Thomas Peaucelle, directeur général délégué à la stratégie chez Cofely Ineo, propose sa vision du rôle de la confiance dans un management durable et sain.  "A travers les années d'expérience, les miennes comme celles du groupe, il est ressorti une chose essentielle : la confiance accroît l'efficacité générale.  Certains pensent qu'un contrôle millimétré de toutes les actions est ce qui rend une entreprise performante.  Nous pensons le contraire.  Nous parions sur le fait qu'un collaborateur qui se sent "calibré" aura tendance à faire mécaniquement ce qu'on lui demande.  Ni plus, ni moins.  Alors que notre de fonctionnement prouve qu'accorder la confiance la plus large possible amène nos employés à prendre à leur compte leurs missions et réalisations, et à les remplir bien mieux qu'on ne leur avait demandé.

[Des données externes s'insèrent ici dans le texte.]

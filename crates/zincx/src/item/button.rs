//! A push button item.
//!
//! The button paints a background whose color follows its [`WidgetState`],
//! a border, and a centered label inset by the button padding. Pressing and
//! releasing are driven by the event manager's state rule; the button itself
//! holds no event logic.

use zincx_core::{TextAlignment, WidgetState};
use zincx_render::{Color, Padding, Rect, RenderBackend, RenderResult};

use super::{GraphicsItem, ItemBase};

/// Background colors per state, plus the border and label colors.
#[derive(Debug, Clone, Copy, PartialEq, Eq)]
pub struct ButtonPalette {
    pub normal: Color,
    pub hovered: Color,
    pub pressed: Color,
    pub disabled: Color,
    pub border: Color,
    pub label: Color,
}

impl ButtonPalette {
    /// The background for `state`.
    pub fn background(&self, state: WidgetState) -> Color {
        match state {
            WidgetState::Normal => self.normal,
            WidgetState::Hovered => self.hovered,
            WidgetState::Pressed => self.pressed,
            WidgetState::Disabled => self.disabled,
        }
    }
}

impl Default for ButtonPalette {
    fn default() -> Self {
        Self {
            normal: Color::DARK_GRAY,
            hovered: Color::GRAY,
            pressed: Color::BLUE,
            disabled: Color::BLACK,
            border: Color::LIGHT_GRAY,
            label: Color::WHITE,
        }
    }
}

/// A clickable button with a text label.
#[derive(Debug, Clone, PartialEq)]
pub struct ButtonItem {
    base: ItemBase,
    label: String,
    padding: Padding,
    palette: ButtonPalette,
}

impl ButtonItem {
    pub const DEFAULT_PADDING: Padding = Padding::symmetric(2, 1);

    pub fn new(rect: Rect, label: impl Into<String>) -> Self {
        Self {
            base: ItemBase::new(rect),
            label: label.into(),
            padding: Self::DEFAULT_PADDING,
            palette: ButtonPalette::default(),
        }
    }

    pub fn with_padding(mut self, padding: Padding) -> Self {
        self.padding = padding;
        self
    }

    pub fn with_palette(mut self, palette: ButtonPalette) -> Self {
        self.palette = palette;
        self
    }

    /// Start out disabled.
    pub fn disabled(mut self) -> Self {
        self.base.set_state(WidgetState::Disabled);
        self
    }

    pub fn label(&self) -> &str {
        &self.label
    }

    pub fn palette(&self) -> &ButtonPalette {
        &self.palette
    }

    /// The area the label is drawn into.
    pub fn label_bounds(&self) -> Rect {
        self.bounds().deflate(&self.padding)
    }
}

impl GraphicsItem for ButtonItem {
    fn base(&self) -> &ItemBase {
        &self.base
    }

    fn base_mut(&mut self) -> &mut ItemBase {
        &mut self.base
    }

    fn draw(&self, backend: &mut dyn RenderBackend) -> RenderResult<()> {
        let bounds = self.bounds();
        backend.fill_rect(bounds, self.palette.background(self.state()))?;
        backend.draw_rect(bounds, self.palette.border)?;
        backend.draw_text(
            &self.label,
            self.label_bounds(),
            self.palette.label,
            TextAlignment::Center,
        )
    }
}

#[cfg(test)]
mod tests {
    use super::*;
    use zincx_render::{DrawCommand, RecordingBackend};

    #[test]
    fn test_label_is_padded() {
        let button = ButtonItem::new(Rect::new(10, 10, 20, 5), "OK");
        assert_eq!(button.label_bounds(), Rect::new(12, 11, 16, 3));

        let button = button.with_padding(Padding::uniform(0));
        assert_eq!(button.label_bounds(), button.bounds());
    }

    #[test]
    fn test_background_follows_state() {
        let palette = ButtonPalette::default();
        let mut button = ButtonItem::new(Rect::new(0, 0, 8, 3), "Go");

        for state in [
            WidgetState::Normal,
            WidgetState::Hovered,
            WidgetState::Pressed,
            WidgetState::Disabled,
        ] {
            button.set_state(state);
            let (mut backend, log) = RecordingBackend::with_log();
            button.draw(&mut backend).unwrap();

            let commands = log.commands();
            assert_eq!(commands.len(), 3);
            assert_eq!(
                commands[0],
                DrawCommand::FillRect {
                    rect: button.bounds(),
                    color: palette.background(state),
                }
            );
            assert!(matches!(
                &commands[2],
                DrawCommand::Text { text, alignment: TextAlignment::Center, .. } if text == "Go"
            ));
        }
    }

    #[test]
    fn test_draw_stops_at_first_failure() {
        let (mut backend, log) = RecordingBackend::with_log();
        backend.fail_draws(true);
        let button = ButtonItem::new(Rect::new(0, 0, 8, 3), "Go");
        assert!(button.draw(&mut backend).is_err());
        assert_eq!(log.len(), 1);
    }

    #[test]
    fn test_disabled_builder() {
        let button = ButtonItem::new(Rect::new(0, 0, 8, 3), "Go").disabled();
        assert_eq!(button.state(), WidgetState::Disabled);
    }
}
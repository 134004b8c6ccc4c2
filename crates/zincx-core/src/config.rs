//! Application configuration.
//!
//! Configuration is read from TOML. Every field has a default, so an empty
//! document (or no file at all) yields a usable [`Config`].
//!
//! ```toml
//! [window]
//! width = 800
//! height = 600
//!
//! [render]
//! mode = "text"
//!
//! [logging]
//! level = "debug"
//! filter = "zincx::event=trace"
//! ```

use std::path::Path;

use serde::{Deserialize, Serialize};

use crate::enums::{LogLevel, RenderMode};
use crate::error::{ConfigError, ConfigResult};

/// Default window width in pixels.
pub const DEFAULT_WIDTH: i32 = 800;

/// Default window height in pixels.
pub const DEFAULT_HEIGHT: i32 = 600;

/// Top-level configuration.
#[derive(Debug, Clone, PartialEq, Default, Serialize, Deserialize)]
#[serde(default)]
pub struct Config {
    /// Window geometry.
    pub window: WindowConfig,
    /// Rendering options.
    pub render: RenderConfig,
    /// Logging options.
    pub logging: LoggingConfig,
}

/// Window geometry.
#[derive(Debug, Clone, Copy, PartialEq, Eq, Serialize, Deserialize)]
#[serde(default)]
pub struct WindowConfig {
    pub width: i32,
    pub height: i32,
}

impl Default for WindowConfig {
    fn default() -> Self {
        Self {
            width: DEFAULT_WIDTH,
            height: DEFAULT_HEIGHT,
        }
    }
}

/// Rendering options.
#[derive(Debug, Clone, Copy, PartialEq, Eq, Default, Serialize, Deserialize)]
#[serde(default)]
pub struct RenderConfig {
    /// The mode the backend is initialized with.
    pub mode: RenderMode,
}

/// Logging options.
#[derive(Debug, Clone, PartialEq, Eq, Default, Serialize, Deserialize)]
#[serde(default)]
pub struct LoggingConfig {
    /// Minimum level emitted.
    pub level: LogLevel,
    /// Extra filter directives appended after the level
    /// (for example `"zincx::event=trace"`).
    #[serde(skip_serializing_if = "Option::is_none")]
    pub filter: Option<String>,
}

impl LoggingConfig {
    /// Build the full filter directive string for a subscriber.
    pub fn directives(&self) -> String {
        match &self.filter {
            Some(extra) if !extra.trim().is_empty() => {
                format!("{},{}", self.level.as_filter(), extra.trim())
            }
            _ => self.level.as_filter().to_string(),
        }
    }
}

impl Config {
    /// Parse configuration from a TOML string.
    pub fn from_toml_str(text: &str) -> ConfigResult<Self> {
        let config: Config = toml::from_str(text)?;
        config.validate()?;
        Ok(config)
    }

    /// Load configuration from a TOML file.
    pub fn load(path: impl AsRef<Path>) -> ConfigResult<Self> {
        let path = path.as_ref();
        let text = std::fs::read_to_string(path).map_err(|source| ConfigError::Io {
            path: path.to_path_buf(),
            source,
        })?;
        let config = Self::from_toml_str(&text)?;
        tracing::debug!(target: "zincx_core::config", path = %path.display(), "loaded configuration");
        Ok(config)
    }

    /// Serialize this configuration to a TOML string.
    pub fn to_toml_string(&self) -> ConfigResult<String> {
        Ok(toml::to_string_pretty(self)?)
    }

    /// Write this configuration to a TOML file.
    pub fn save(&self, path: impl AsRef<Path>) -> ConfigResult<()> {
        let path = path.as_ref();
        let text = self.to_toml_string()?;
        std::fs::write(path, text).map_err(|source| ConfigError::Io {
            path: path.to_path_buf(),
            source,
        })
    }

    /// Check value ranges that the type system does not capture.
    pub fn validate(&self) -> ConfigResult<()> {
        if self.window.width <= 0 {
            return Err(ConfigError::InvalidValue {
                field: "window.width",
                reason: format!("must be positive, got {}", self.window.width),
            });
        }
        if self.window.height <= 0 {
            return Err(ConfigError::InvalidValue {
                field: "window.height",
                reason: format!("must be positive, got {}", self.window.height),
            });
        }
        Ok(())
    }
}
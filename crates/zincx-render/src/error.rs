//! Error types for the render crate.

use thiserror::Error;
use zincx_core::{ErrorCode, RenderMode};

/// Errors that can occur during rendering.
#[derive(Error, Debug)]
pub enum RenderError {
    /// A draw call was issued before the backend was initialized.
    #[error("backend not initialized; call initialize() before drawing")]
    NotInitialized,

    /// `initialize` was called on a backend that is already running.
    #[error("backend already initialized with mode {0}")]
    AlreadyInitialized(RenderMode),

    /// Writing to the backend's output failed.
    #[error("backend output failed: {0}")]
    Io(#[from] std::io::Error),

    /// A draw call had arguments the backend cannot render.
    #[error("invalid draw arguments: {0}")]
    InvalidArgument(String),

    /// A backend- or item-specific failure.
    #[error("{0}")]
    Backend(String),
}

impl RenderError {
    /// The framework error code for this error.
    pub fn code(&self) -> ErrorCode {
        match self {
            Self::NotInitialized | Self::AlreadyInitialized(_) | Self::InvalidArgument(_) => {
                ErrorCode::InvalidArgument
            }
            Self::Io(_) | Self::Backend(_) => ErrorCode::ResourceNotFound,
        }
    }
}

/// Result type for render operations.
pub type RenderResult<T> = Result<T, RenderError>;
//! Framework-wide enumerations.
//!
//! These are closed sets of symbolic tags consumed throughout ZincX. The core
//! treats them as opaque discriminants and never relies on their numeric
//! encoding.
//!
//! Enums are grouped by subsystem:
//! - Graphics ([`RenderMode`], [`CoordinateSystem`])
//! - Widgets ([`WidgetState`], [`WidgetType`])
//! - Events and input ([`EventType`], [`KeyModifier`], [`InputDeviceType`], [`GestureType`])
//! - Compute and layout ([`ComputeBackend`], [`TaskPriority`], [`LayoutOrientation`], [`LayoutAlignment`])
//! - Resources ([`ResourceType`], [`LoadState`])
//! - Style ([`BorderStyle`], [`FontWeight`], [`TextAlignment`])
//! - Internationalization and accessibility ([`Language`], [`AccessibilityRole`])
//! - Networking ([`Protocol`], [`ConnectionState`])
//! - Debugging ([`LogLevel`], [`ProfilingCategory`])
//! - General ([`Platform`], [`ErrorCode`], [`Alignment`], [`Direction`])

use std::fmt;

use serde::{Deserialize, Serialize};

/// General alignment options.
#[derive(Debug, Clone, Copy, PartialEq, Eq, Hash, Default, Serialize, Deserialize)]
#[serde(rename_all = "snake_case")]
pub enum Alignment {
    Left,
    #[default]
    Center,
    Right,
    Top,
    Bottom,
}

/// Cardinal directions.
#[derive(Debug, Clone, Copy, PartialEq, Eq, Hash, Serialize, Deserialize)]
#[serde(rename_all = "snake_case")]
pub enum Direction {
    North,
    East,
    South,
    West,
}

// =========================================================================
// Graphics
// =========================================================================

/// The active rendering mode a backend is initialized with.
#[derive(Debug, Clone, Copy, PartialEq, Eq, Hash, Default, Serialize, Deserialize)]
#[serde(rename_all = "snake_case")]
pub enum RenderMode {
    /// Text-based rendering, suitable for console environments.
    #[default]
    Text,
    /// 16-bit graphics rendering.
    Graphics16,
    /// GPU rendering through Vulkan.
    Vulkan,
}

impl RenderMode {
    /// All render modes, in declaration order.
    pub const ALL: [RenderMode; 3] = [Self::Text, Self::Graphics16, Self::Vulkan];

    /// The display name of this mode.
    pub fn as_str(&self) -> &'static str {
        match self {
            Self::Text => "Text",
            Self::Graphics16 => "Graphics16",
            Self::Vulkan => "Vulkan",
        }
    }
}

impl fmt::Display for RenderMode {
    fn fmt(&self, f: &mut fmt::Formatter<'_>) -> fmt::Result {
        f.write_str(self.as_str())
    }
}

/// Screen-space or world-space coordinates.
#[derive(Debug, Clone, Copy, PartialEq, Eq, Hash, Default, Serialize, Deserialize)]
#[serde(rename_all = "snake_case")]
pub enum CoordinateSystem {
    #[default]
    Screen,
    World,
}

// =========================================================================
// Widgets
// =========================================================================

/// The interaction state of a drawable item.
#[derive(Debug, Clone, Copy, PartialEq, Eq, Hash, Default, Serialize, Deserialize)]
#[serde(rename_all = "snake_case")]
pub enum WidgetState {
    /// The default state.
    #[default]
    Normal,
    /// The pointer is over the item.
    Hovered,
    /// The item is being pressed.
    Pressed,
    /// The item cannot be interacted with.
    Disabled,
}

impl WidgetState {
    /// The display name of this state.
    pub fn as_str(&self) -> &'static str {
        match self {
            Self::Normal => "Normal",
            Self::Hovered => "Hovered",
            Self::Pressed => "Pressed",
            Self::Disabled => "Disabled",
        }
    }
}

impl fmt::Display for WidgetState {
    fn fmt(&self, f: &mut fmt::Formatter<'_>) -> fmt::Result {
        f.write_str(self.as_str())
    }
}

/// Categories of widgets.
#[derive(Debug, Clone, Copy, PartialEq, Eq, Hash, Serialize, Deserialize)]
#[serde(rename_all = "snake_case")]
pub enum WidgetType {
    Button,
    TextField,
    ComboBox,
}

// =========================================================================
// Events and input
// =========================================================================

/// The type tag of an input event.
#[derive(Debug, Clone, Copy, PartialEq, Eq, Hash, Serialize, Deserialize)]
#[serde(rename_all = "snake_case")]
pub enum EventType {
    /// A mouse button went down.
    MouseClick,
    /// A mouse button went up.
    MouseRelease,
    /// A key was pressed.
    KeyPress,
    /// A touch contact started.
    TouchStart,
}

impl EventType {
    /// The display name of this event type.
    pub fn as_str(&self) -> &'static str {
        match self {
            Self::MouseClick => "MouseClick",
            Self::MouseRelease => "MouseRelease",
            Self::KeyPress => "KeyPress",
            Self::TouchStart => "TouchStart",
        }
    }

    /// Whether events of this type carry a mouse payload.
    pub fn is_mouse(&self) -> bool {
        matches!(self, Self::MouseClick | Self::MouseRelease)
    }
}

impl fmt::Display for EventType {
    fn fmt(&self, f: &mut fmt::Formatter<'_>) -> fmt::Result {
        f.write_str(self.as_str())
    }
}

/// Keyboard modifier held during an input event.
#[derive(Debug, Clone, Copy, PartialEq, Eq, Hash, Default, Serialize, Deserialize)]
#[serde(rename_all = "snake_case")]
pub enum KeyModifier {
    #[default]
    None,
    Shift,
    Ctrl,
    Alt,
}

/// The kind of device that produced an input event.
#[derive(Debug, Clone, Copy, PartialEq, Eq, Hash, Serialize, Deserialize)]
#[serde(rename_all = "snake_case")]
pub enum InputDeviceType {
    Mouse,
    Keyboard,
    Touchpad,
}

/// Recognized gestures.
#[derive(Debug, Clone, Copy, PartialEq, Eq, Hash, Serialize, Deserialize)]
#[serde(rename_all = "snake_case")]
pub enum GestureType {
    Swipe,
    Pinch,
    Tap,
}

// =========================================================================
// Compute and layout
// =========================================================================

/// Compute backend selection.
#[derive(Debug, Clone, Copy, PartialEq, Eq, Hash, Default, Serialize, Deserialize)]
#[serde(rename_all = "snake_case")]
pub enum ComputeBackend {
    Vulkan,
    #[default]
    Cpu,
}

/// Priority of a compute task.
#[derive(Debug, Clone, Copy, PartialEq, Eq, PartialOrd, Ord, Hash, Default, Serialize, Deserialize)]
#[serde(rename_all = "snake_case")]
pub enum TaskPriority {
    Low,
    #[default]
    Medium,
    High,
}

/// Orientation of a layout.
#[derive(Debug, Clone, Copy, PartialEq, Eq, Hash, Serialize, Deserialize)]
#[serde(rename_all = "snake_case")]
pub enum LayoutOrientation {
    Horizontal,
    Vertical,
}

/// Alignment of children inside a layout.
#[derive(Debug, Clone, Copy, PartialEq, Eq, Hash, Default, Serialize, Deserialize)]
#[serde(rename_all = "snake_case")]
pub enum LayoutAlignment {
    #[default]
    Start,
    Center,
    End,
    Stretch,
}

// =========================================================================
// Resources
// =========================================================================

/// Kinds of managed resources.
#[derive(Debug, Clone, Copy, PartialEq, Eq, Hash, Serialize, Deserialize)]
#[serde(rename_all = "snake_case")]
pub enum ResourceType {
    Texture,
    Font,
    Shader,
}

/// Loading status of a resource.
#[derive(Debug, Clone, Copy, PartialEq, Eq, Hash, Serialize, Deserialize)]
#[serde(rename_all = "snake_case")]
pub enum LoadState {
    Loading,
    Loaded,
    Failed,
}

// =========================================================================
// Style
// =========================================================================

/// Border line style.
#[derive(Debug, Clone, Copy, PartialEq, Eq, Hash, Default, Serialize, Deserialize)]
#[serde(rename_all = "snake_case")]
pub enum BorderStyle {
    #[default]
    Solid,
    Dashed,
    Dotted,
}

/// Font weight.
#[derive(Debug, Clone, Copy, PartialEq, Eq, Hash, Default, Serialize, Deserialize)]
#[serde(rename_all = "snake_case")]
pub enum FontWeight {
    #[default]
    Normal,
    Bold,
    Light,
}

/// Horizontal alignment of text inside its bounds.
#[derive(Debug, Clone, Copy, PartialEq, Eq, Hash, Default, Serialize, Deserialize)]
#[serde(rename_all = "snake_case")]
pub enum TextAlignment {
    Left,
    #[default]
    Center,
    Right,
    Justified,
}

impl TextAlignment {
    /// All alignments, in declaration order.
    pub const ALL: [TextAlignment; 4] = [Self::Left, Self::Center, Self::Right, Self::Justified];

    /// The display name of this alignment.
    pub fn as_str(&self) -> &'static str {
        match self {
            Self::Left => "Left",
            Self::Center => "Center",
            Self::Right => "Right",
            Self::Justified => "Justified",
        }
    }
}

impl fmt::Display for TextAlignment {
    fn fmt(&self, f: &mut fmt::Formatter<'_>) -> fmt::Result {
        f.write_str(self.as_str())
    }
}

// =========================================================================
// Internationalization and accessibility
// =========================================================================

/// Supported UI languages.
#[derive(Debug, Clone, Copy, PartialEq, Eq, Hash, Default, Serialize, Deserialize)]
#[serde(rename_all = "snake_case")]
pub enum Language {
    #[default]
    English,
    Spanish,
    French,
}

/// Accessibility role of a widget.
#[derive(Debug, Clone, Copy, PartialEq, Eq, Hash, Serialize, Deserialize)]
#[serde(rename_all = "snake_case")]
pub enum AccessibilityRole {
    Button,
    Checkbox,
    Slider,
}

// =========================================================================
// Networking
// =========================================================================

/// Transport protocol.
#[derive(Debug, Clone, Copy, PartialEq, Eq, Hash, Serialize, Deserialize)]
#[serde(rename_all = "snake_case")]
pub enum Protocol {
    Tcp,
    Udp,
}

/// Status of a network connection.
#[derive(Debug, Clone, Copy, PartialEq, Eq, Hash, Serialize, Deserialize)]
#[serde(rename_all = "snake_case")]
pub enum ConnectionState {
    Connecting,
    Connected,
    Disconnected,
    Failed,
}

// =========================================================================
// Debugging and profiling
// =========================================================================

/// Log verbosity.
#[derive(Debug, Clone, Copy, PartialEq, Eq, PartialOrd, Ord, Hash, Default, Serialize, Deserialize)]
#[serde(rename_all = "snake_case")]
pub enum LogLevel {
    Debug,
    #[default]
    Info,
    Warning,
    Error,
    Fatal,
}

impl LogLevel {
    /// The `tracing` level this log level maps to.
    ///
    /// `tracing` has no fatal level, so `Fatal` maps to `ERROR`.
    pub fn to_tracing(self) -> tracing::Level {
        match self {
            Self::Debug => tracing::Level::DEBUG,
            Self::Info => tracing::Level::INFO,
            Self::Warning => tracing::Level::WARN,
            Self::Error | Self::Fatal => tracing::Level::ERROR,
        }
    }

    /// The filter directive for this level (`"debug"`, `"info"`, ...).
    pub fn as_filter(self) -> &'static str {
        match self {
            Self::Debug => "debug",
            Self::Info => "info",
            Self::Warning => "warn",
            Self::Error | Self::Fatal => "error",
        }
    }
}

/// Categories of profiling data.
#[derive(Debug, Clone, Copy, PartialEq, Eq, Hash, Serialize, Deserialize)]
#[serde(rename_all = "snake_case")]
pub enum ProfilingCategory {
    Rendering,
    Compute,
    Input,
}

// =========================================================================
// General
// =========================================================================

/// Target platform.
#[derive(Debug, Clone, Copy, PartialEq, Eq, Hash, Serialize, Deserialize)]
#[serde(rename_all = "snake_case")]
pub enum Platform {
    Dos,
    Win16,
    Windows,
    MacOs,
    Linux,
    Embedded,
}

impl Platform {
    /// The platform this binary was compiled for.
    pub fn current() -> Self {
        if cfg!(target_os = "windows") {
            Self::Windows
        } else if cfg!(target_os = "macos") {
            Self::MacOs
        } else if cfg!(target_os = "linux") {
            Self::Linux
        } else {
            Self::Embedded
        }
    }
}

/// Framework-wide error codes.
#[derive(Debug, Clone, Copy, PartialEq, Eq, Hash, Serialize, Deserialize)]
#[serde(rename_all = "snake_case")]
pub enum ErrorCode {
    Success,
    InvalidArgument,
    ResourceNotFound,
}

#[cfg(test)]
mod tests {
    use super::*;

    #[test]
    fn test_defaults() {
        assert_eq!(RenderMode::default(), RenderMode::Text);
        assert_eq!(WidgetState::default(), WidgetState::Normal);
        assert_eq!(TextAlignment::default(), TextAlignment::Center);
        assert_eq!(KeyModifier::default(), KeyModifier::None);
    }

    #[test]
    fn test_event_type_is_mouse() {
        assert!(EventType::MouseClick.is_mouse());
        assert!(EventType::MouseRelease.is_mouse());
        assert!(!EventType::KeyPress.is_mouse());
        assert!(!EventType::TouchStart.is_mouse());
    }

    #[test]
    fn test_display_names() {
        assert_eq!(RenderMode::Graphics16.to_string(), "Graphics16");
        assert_eq!(TextAlignment::Justified.to_string(), "Justified");
        assert_eq!(WidgetState::Pressed.to_string(), "Pressed");
    }

    #[test]
    fn test_log_level_mapping() {
        assert_eq!(LogLevel::Warning.to_tracing(), tracing::Level::WARN);
        assert_eq!(LogLevel::Fatal.to_tracing(), tracing::Level::ERROR);
        assert_eq!(LogLevel::Debug.as_filter(), "debug");
        assert!(LogLevel::Debug < LogLevel::Error);
    }
}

Comme si un mécanisme humain les amenait instinctivement à nous remercier de la confiance qu'on leur donne, en nous offrant toute leur intelligence en échange."  Ingénieur de formation, mais également Docteur en droit, Thomas Peaucelle fait un parallèle entre la loi de la république et le fonctionnement de l'entreprise " La loi qui oblige, la loi qui heurte et qui se met en travers des libertés, celle-là est mauvaise.  Car le rôle de la loi n'est pas de restreindre les libertés des hommes car ces derniers ne seraient pas dignes de confiance.  Son rôle est de créer un système harmonieux qui protège, éclaire et donne à chacun les moyens de se réaliser au travers de ses ambitions.  Notre mode de fonctionnement sert cet objectif".

 

La confiance est le point central de toute collaboration humaine, économique ou pas.  Si le rôle du management est de coordonner et de donner un sens à l'action collective, il ne peut se faire si un climat de défiance interdit ladite action collective.  Le gestionnaire n'aura alors qu'un rôle de contrôleur d'une sommes d'actions individuelles.  Le don de confiance implique une prise de risque et un dépassement de ses inquiétudes, car chacun a peur de ce que l'autre fera de la liberté qu'on lui donne.